Business advocacy group Business NSW today called on the government of New South Wales (NSW) to end the Covid-sparked construction shutdown in Greater Sydney a week earlier, on 26 July instead of 30 July as earlier indicated, calling the shutdown "disastrous for the economy".

All non-critical construction work was ordered to pause from this Monday, 19 July for two weeks amid official alarm at rising coronavirus cases. Health authorities recorded 112 new cases yesterday from 83,477 tests. All but one of the cases were in the Greater Sydney region with its population of some 5 million.

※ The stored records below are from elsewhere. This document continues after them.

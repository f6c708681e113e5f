//! Rust library for compiling the declarative processing rules of a streaming pipeline.
//!
//! Two independent compilers are provided:
//!  - [`transformation`] turns statements such as `"traffic: mult(packet_size, rate)"` into
//!    an [`ExpandedTransformationList`] of field descriptors with expression trees.
//!  - [`aggregation`] turns rules such as `["key: src_ip", "sum(traffic)"]` into a
//!    [`CompiledAggregationRule`] validated against a [`Schema`].
//!
//! Neither compiler evaluates anything, they only produce validated descriptors for
//! a downstream job builder.

pub mod aggregation;
pub mod config;
pub mod schema;
pub mod transformation;

mod utils;
mod validation;

pub use aggregation::{
    AggregateFn, AggregationRuleEntry, CompiledAggregationRule, NotValidAggregationExpression,
    OperationType, compile_aggregation_rule,
};
pub use config::{AggregationConfig, CompiledPipeline, ConfigError, PipelineConfig};
pub use schema::{FieldType, Schema, SchemaError, SchemaField};
pub use transformation::{
    ExpandedTransformationList, ExpressionNode, FieldTransformation, IncorrectExpression,
    InvalidTransformation, Literal, ParserOptions, SyntaxTree, TransformationItem,
    compile_transformations, parse_expression,
};
pub use validation::{ContextualValidation, ErrorReporter, VecReporter};
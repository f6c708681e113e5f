use crate::aggregation::{CompiledAggregationRule, NotValidAggregationExpression};
use crate::schema::{Schema, SchemaError};
use crate::transformation::{ExpandedTransformationList, InvalidTransformation, ParserOptions};
use log::debug;
use serde::{Deserialize, Serialize};
use thiserror::Error;

/// The part of a pipeline configuration document handled by this crate.
///
/// Other sections of the document (input, output, alerting, ...) are ignored.
#[derive(Clone, Debug, Default, PartialEq, Eq, Serialize, Deserialize)]
pub struct PipelineConfig {
    #[serde(default)]
    pub processing: ProcessingConfig,
}

/// The `processing` section: transformation statements and an optional aggregation.
#[derive(Clone, Debug, Default, PartialEq, Eq, Serialize, Deserialize)]
pub struct ProcessingConfig {
    #[serde(default)]
    pub transformation: Vec<String>,
    #[serde(default, skip_serializing_if = "Option::is_none")]
    pub aggregations: Option<AggregationConfig>,
    /// Overrides [`ParserOptions::max_depth`] for transformation expressions.
    #[serde(default, skip_serializing_if = "Option::is_none")]
    pub max_expression_depth: Option<usize>,
}

/// Raw aggregation settings: `{"operation_type": "reduceByKey", "rule": [...]}`.
#[derive(Clone, Debug, Default, PartialEq, Eq, Serialize, Deserialize)]
pub struct AggregationConfig {
    pub operation_type: String,
    #[serde(default)]
    pub rule: Vec<String>,
}

/// Everything compiled from one [`PipelineConfig`].
#[derive(Clone, Debug, PartialEq, Serialize, Deserialize)]
pub struct CompiledPipeline {
    pub transformations: ExpandedTransformationList,
    #[serde(default, skip_serializing_if = "Option::is_none")]
    pub aggregation: Option<CompiledAggregationRule>,
}

/// Errors raised while reading or compiling a [`PipelineConfig`].
#[derive(Debug, Error)]
pub enum ConfigError {
    #[error("Invalid configuration document: {0}")]
    Json(#[from] serde_json::Error),
    #[error(transparent)]
    Schema(#[from] SchemaError),
    #[error(transparent)]
    Transformation(#[from] InvalidTransformation),
    #[error(transparent)]
    Aggregation(#[from] NotValidAggregationExpression),
}

impl AggregationConfig {
    pub fn compile(
        &self,
        schema: &Schema,
    ) -> Result<CompiledAggregationRule, NotValidAggregationExpression> {
        CompiledAggregationRule::compile(self.operation_type.as_str(), &self.rule, schema)
    }
}

impl PipelineConfig {
    pub fn from_json_str(json: &str) -> Result<PipelineConfig, ConfigError> {
        Ok(serde_json::from_str(json)?)
    }

    pub fn parser_options(&self) -> ParserOptions {
        match self.processing.max_expression_depth {
            Some(max_depth) => ParserOptions { max_depth },
            None => ParserOptions::default(),
        }
    }

    /// Compile the transformation statements and, if configured, the aggregation rules.
    ///
    /// The aggregation is validated against `schema`. The two parts are independent, but
    /// transformations are compiled first, so their errors are reported first.
    pub fn compile(&self, schema: &Schema) -> Result<CompiledPipeline, ConfigError> {
        let transformations = ExpandedTransformationList::compile_with_options(
            &self.processing.transformation,
            &self.parser_options(),
        )?;
        let aggregation = self
            .processing
            .aggregations
            .as_ref()
            .map(|config| config.compile(schema))
            .transpose()?;
        debug!(
            "Compiled pipeline with {} transformation(s) and {} aggregation.",
            transformations.len(),
            if aggregation.is_some() { "an" } else { "no" }
        );
        Ok(CompiledPipeline {
            transformations,
            aggregation,
        })
    }
}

"It is estimated the construction industry closedown is going to cost the NSW economy between $800 million and $1 billion a week, in addition to the wider lockdown making this a $2 billion per week problem for businesses," said Business NSW chief executive Daniel Hunter.

"Our economy relies on construction, and its supports hundreds of thousands of people and their livelihoods. We would like to see a re-opening of building sites early, in a safe but reduced way."

Allowing construction to resume a week earlier would give businesses that did not have a Covid Safe plan time to develop one, and give contractors the chance to order and receive materials in time for the industry restart.

He pointed out that when faced with its Covid outbreak the state of Victoria allowed 25% of the regular workforce on site for large construction projects, and a maximum of five workers and a supervisor for smaller jobs.

"For outdoor sites, we should allow a set number of workers per hectare, considering outdoor transmissions of the virus is less of a risk than indoors," Hunter said.

"Everyone is aware of the dangers of the Delta variant, however the current blanket close down of this industry is disastrous for the economy, with many businesses forced to permanently close."

Australian broadcaster ABC today reported that NSW Premier Gladys Berejiklian had refused to confirm that the Greater Sydney lockdown would end on July 30.

"It’s really important for us to not talk about what might happen. Once the number of cases and how they’re transmitting comes through over the weekend and early next week, we’ll have a better sense of what July 31 looks like," she said.

Image: Sydney CBD view from Pyrmont at sunset (Maksym Kozlenko/CC BY-SA 4.0)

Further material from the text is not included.